In order to impart the above-described running performance, riding comfort, etc. to the amphibious vehicle, the hardness of the first portion 30 of the bubble body 16 is preferably set to 190 to 570N. The hardnesses 190N and 570N are sizes that cause 75% strain when stresses of 600N and 1000N are applied to the first portion 30, respectively. Moreover, in order to provide such a hardness, the density of the first portion 30 is set to 60 to 70 kg / m ³ . Setting the density in this range is also preferable in that the buoyancy imparted to the amphibious vehicle when traveling on water can be made relatively large.

DESCRIPTION OF SYMBOLS 10 ... Tire rim assembly, 12 ... Rim, 14 ... Tire, 16 ... Foam, 18 ... Annular space, 20 ... Inner surface of tire, 30 ... No. of foam 1 part, 32 ... second part of the foam, 32a ... surface of the foam, 32c ... peripheral surface of the foam.

Claims (6)

With the rim,
A tire mounted on the rim so as to be in airtight contact therewith and having an inner surface defining an annular space around the rim;
An elastic foam that is disposed in the annular space and extends in the circumferential direction of the tire, and has a circumferential surface that is in airtight contact with the rim over its entire circumference, and a surface that is at least partially in contact with the inner surface of the tire. A foam having,
An amphibious vehicle including a gas-filled gap formed by supplying a gas between an inner surface of the tire and a surface of the foam and elastic deformation of the foam accompanying the supply of the gas Tire rim assembly.

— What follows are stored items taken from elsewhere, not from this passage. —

pub mod ops;

mod app;
pub mod branch;
pub mod commands;
pub mod config;
pub mod error;
pub mod logging;

#[cfg(test)]
mod test_support;

// Re-export App and Config from modules
pub use app::App;
pub use config::Config;

// Disable colors for all tests to get clean output
#[cfg(test)]
#[ctor::ctor]
fn init_tests() {
    colored::control::set_override(false);
}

The foam comprises a first part made of open-cell or closed-cell foam and a second part made of closed-cell foam covering the first part;
The tire rim assembly according to claim 1, wherein the second portion defines a contact surface with respect to the rim and a contact surface with respect to an inner surface of the tire.   The tire rim assembly according to claim 2, wherein the first part of the foam is made of an ether-based polyurethane foam, and the second part is made of a polyurethane foam mainly composed of ethylene propylene diene rubber. The tire rim assembly according to claim 2 or 3, wherein the first portion of the foam has a density of 47 to 53 Kg / m ³ .   The tire rim assembly according to claim 1, wherein the foam is a single closed-cell foam. The tire rim assembly according to claim 5 , wherein the foam is made of an ether-based polyurethane foam.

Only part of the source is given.